GE (GE) and Comcast (CMCSA) have struck a deal for the cable company to take a controlling share in GE’s entertainment unit–NBCU. Opponents of the transaction claim that it will be anticompetitive for the largest cable company in America to own one of the largest collections of content assets.
Executives for the two firms went before Congress to support their transaction. According to The Wall Street Journal, “Comcast says that its deal, which marries content and distribution companies, doesn’t raise antitrust or other competitive concerns. It believes there are multiple competitors in each of its markets and the barrier to entry online is relatively low.”
But, are there a number of competitors and are the barriers to entry low? The online video premium content business is dominated by Hulu, which is owned by NBCU, News Corp (NWS) and Disney (DIS). It is hard to imagine that any other company or group of companies could amass a huge library of digital video content and then spend tens of millions of dollars on the technology to distribute it and market the product to consumers.

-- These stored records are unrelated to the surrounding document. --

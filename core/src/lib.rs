//! # Voucher Core
//!
//! Domain types and rules for prepaid network access vouchers.
//!
//! An operator issues a batch of single-use codes tied to a billing profile.
//! End users later redeem a code to create a network access account. This
//! crate holds everything about that lifecycle that does not perform I/O:
//!
//! - [`types`]: batches, vouchers, profiles, accounts and operation inputs
//! - [`code`]: collision-checked code generation from a secure RNG
//! - [`lifecycle`]: the voucher state machine and deadline arithmetic
//! - [`store`]: the transactional storage contract the engine runs against
//! - [`environment`]: injected clock
//! - [`error`]: the error taxonomy with stable machine-readable codes
//!
//! ## Lifecycle
//!
//! ```text
//! IssueBatch ──▶ available ──redeem──▶ used
//!                    │  └──expire──▶ expired
//!                    └─────disable─────▶ disabled
//! ```
//!
//! The engine that drives these rules against a store lives in
//! `voucher-runtime`.

pub mod code;
pub mod environment;
pub mod error;
pub mod lifecycle;
pub mod store;
pub mod types;

pub use environment::{Clock, SystemClock};
pub use error::{ErrorKind, Result, VoucherError};
pub use lifecycle::Transition;
pub use store::{NewVoucher, VoucherStore, VoucherTransaction};
pub use types::{
    Account, AccountStatus, BatchFilter, BatchId, BatchStatus, BatchUpdate, BillingProfile,
    NewAccount, NewBatch, NodeId, ProfileFields, ProfileId, RedeemRequest, Redemption, UserId,
    Voucher, VoucherBatch, VoucherId, VoucherStatus,
};
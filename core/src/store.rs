//! Storage abstraction for batches, vouchers and the account collaborators.
//!
//! The engine never holds in-process locks shared across requests. All
//! mutual exclusion is delegated to the store through two capabilities:
//!
//! - **Row locking**: [`VoucherTransaction::lock_voucher_by_code`] and
//!   friends lock the returned row until the transaction ends.
//! - **Conditional updates**: [`VoucherTransaction::transition_voucher`] and
//!   [`VoucherTransaction::redeem_voucher`] only touch a row still in an
//!   expected status and report whether they did.
//!
//! `used_count` only changes through [`VoucherTransaction::increment_used_count`],
//! which the store evaluates atomically (`used_count = used_count + delta`).
//!
//! # Transactions
//!
//! A transaction that is dropped without [`VoucherTransaction::commit`]
//! rolls back. Cancelling a pending engine future therefore leaves no
//! durable side effects.
//!
//! # Implementations
//!
//! - `PostgresVoucherStore` (in `voucher-postgres`): production
//! - `InMemoryVoucherStore` (in `voucher-testing`): fast, deterministic tests

use crate::error::Result;
use crate::types::{
    Account, BatchFilter, BatchId, BatchUpdate, BillingProfile, NewAccount, NewBatch, ProfileId,
    UserId, Voucher, VoucherBatch, VoucherId, VoucherStatus,
};
use chrono::{DateTime, Utc};
use std::collections::HashSet;
use std::future::Future;

/// Voucher row to insert as part of a batch.
#[derive(Debug, Clone, PartialEq, Eq)]
pub struct NewVoucher {
    /// Owning batch.
    pub batch_id: BatchId,
    /// Upper-cased code.
    pub code: String,
    /// Optional redemption secret.
    pub password: Option<String>,
    /// Inherited billing profile.
    pub profile_id: ProfileId,
    /// Inherited deadline.
    pub expire_time: Option<DateTime<Utc>>,
    /// Creation time.
    pub created_at: DateTime<Utc>,
}

/// Entry point of a transactional voucher store.
pub trait VoucherStore: Send + Sync {
    /// Transaction handle.
    type Tx: VoucherTransaction;

    /// Open a transaction.
    ///
    /// # Errors
    ///
    /// Returns [`VoucherError::Storage`](crate::VoucherError::Storage) if
    /// no connection is available.
    fn begin(&self) -> impl Future<Output = Result<Self::Tx>> + Send;
}

/// Operations available inside one store transaction.
///
/// Reads never return soft-deleted rows. Errors are reported as
/// `VoucherError::Storage`, `VoucherError::TransactionConflict` for
/// serialization failures and deadlocks, or the matching conflict variant
/// for unique violations.
pub trait VoucherTransaction: Send {
    // ═══════════════════════════════════════════════════════════════════════
    // Batches
    // ═══════════════════════════════════════════════════════════════════════

    /// Find a live batch by exact name.
    fn find_batch_by_name(
        &mut self,
        name: &str,
    ) -> impl Future<Output = Result<Option<VoucherBatch>>> + Send;

    /// Read a live batch.
    fn get_batch(
        &mut self,
        id: BatchId,
    ) -> impl Future<Output = Result<Option<VoucherBatch>>> + Send;

    /// List live batches passing `filter`, ordered by id.
    fn list_batches(
        &mut self,
        filter: &BatchFilter,
    ) -> impl Future<Output = Result<Vec<VoucherBatch>>> + Send;

    /// Read a live batch and lock its row until the transaction ends.
    fn lock_batch(
        &mut self,
        id: BatchId,
    ) -> impl Future<Output = Result<Option<VoucherBatch>>> + Send;

    /// Insert a batch and return it with its generated id.
    ///
    /// `batch` must already be normalized.
    fn insert_batch(
        &mut self,
        batch: &NewBatch,
        now: DateTime<Utc>,
    ) -> impl Future<Output = Result<VoucherBatch>> + Send;

    /// Persist an administrative update of a locked batch.
    fn update_batch(
        &mut self,
        id: BatchId,
        update: &BatchUpdate,
        now: DateTime<Utc>,
    ) -> impl Future<Output = Result<VoucherBatch>> + Send;

    /// Atomically add `delta` to a batch's `used_count`.
    fn increment_used_count(
        &mut self,
        id: BatchId,
        delta: i32,
    ) -> impl Future<Output = Result<()>> + Send;

    /// Count `used` vouchers of a batch.
    fn count_used_vouchers(&mut self, id: BatchId) -> impl Future<Output = Result<i64>> + Send;

    /// Soft-delete a batch together with its vouchers.
    ///
    /// Returns the number of vouchers removed.
    fn soft_delete_batch(
        &mut self,
        id: BatchId,
        now: DateTime<Utc>,
    ) -> impl Future<Output = Result<u64>> + Send;

    // ═══════════════════════════════════════════════════════════════════════
    // Vouchers
    // ═══════════════════════════════════════════════════════════════════════

    /// Return the subset of `codes` that already exist in storage.
    fn existing_codes(
        &mut self,
        codes: &[String],
    ) -> impl Future<Output = Result<HashSet<String>>> + Send;

    /// Insert one chunk of vouchers with status `available`.
    ///
    /// Returns the number of rows inserted.
    fn insert_vouchers(
        &mut self,
        vouchers: &[NewVoucher],
    ) -> impl Future<Output = Result<u64>> + Send;

    /// Read a live voucher.
    fn get_voucher(
        &mut self,
        id: VoucherId,
    ) -> impl Future<Output = Result<Option<Voucher>>> + Send;

    /// Read a live voucher and lock its row until the transaction ends.
    fn lock_voucher(
        &mut self,
        id: VoucherId,
    ) -> impl Future<Output = Result<Option<Voucher>>> + Send;

    /// Find a live voucher by exact (normalized) code and lock its row
    /// until the transaction ends.
    fn lock_voucher_by_code(
        &mut self,
        code: &str,
    ) -> impl Future<Output = Result<Option<Voucher>>> + Send;

    /// List the live vouchers of a batch, ordered by id.
    fn list_vouchers(
        &mut self,
        batch_id: BatchId,
    ) -> impl Future<Output = Result<Vec<Voucher>>> + Send;

    /// Move a voucher to `to` only if its status is one of `from`.
    ///
    /// Returns `false` if no row was changed.
    fn transition_voucher(
        &mut self,
        id: VoucherId,
        from: &[VoucherStatus],
        to: VoucherStatus,
        now: DateTime<Utc>,
    ) -> impl Future<Output = Result<bool>> + Send;

    /// Mark a voucher `used` by `user_id` only if it is still `available`.
    ///
    /// Returns `false` if no row was changed.
    fn redeem_voucher(
        &mut self,
        id: VoucherId,
        user_id: UserId,
        redeemed_at: DateTime<Utc>,
    ) -> impl Future<Output = Result<bool>> + Send;

    // ═══════════════════════════════════════════════════════════════════════
    // Collaborators: billing profiles and accounts
    // ═══════════════════════════════════════════════════════════════════════

    /// Look up a billing profile.
    fn get_profile(
        &mut self,
        id: ProfileId,
    ) -> impl Future<Output = Result<Option<BillingProfile>>> + Send;

    /// Returns `true` if an active account already uses `username`.
    fn username_exists(&mut self, username: &str) -> impl Future<Output = Result<bool>> + Send;

    /// Create an account.
    ///
    /// A concurrent insert of the same username surfaces as
    /// `VoucherError::UsernameExists`.
    fn create_account(
        &mut self,
        account: &NewAccount,
    ) -> impl Future<Output = Result<Account>> + Send;

    // ═══════════════════════════════════════════════════════════════════════
    // Completion
    // ═══════════════════════════════════════════════════════════════════════

    /// Make every write of this transaction durable.
    fn commit(self) -> impl Future<Output = Result<()>> + Send;

    /// Discard every write of this transaction.
    fn rollback(self) -> impl Future<Output = Result<()>> + Send;
}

Comcast and NBCU does face competition, but it is limited to a relatively small group of firms including Time Warner (TWX), CBS (CBS), News Corp (NWS), and Viacom (VIA). Comcast competes with AT&T (T) and Verizon (VZ), which have been largely unsuccessful building businesses to bring TV to homes using fiber as a means of delivery.
It is easy to say that Comcast will not give NBCU special privileges to gain access to the cable company’s customers. Comcast may even agree to provisions to prevent such practices. But, it is a natural by-product of capitalism to take advantage of money-making opportunities. Comcast may not break any deals it enters into with the federal government, but it is almost certain to stretch the boundaries of those arrangements as much as possible.
The Comcast/NBCU transaction may be approved. It may benefit shareholders of the cable company and GE. But, any market with fewer competitive forces is not going to favor consumers.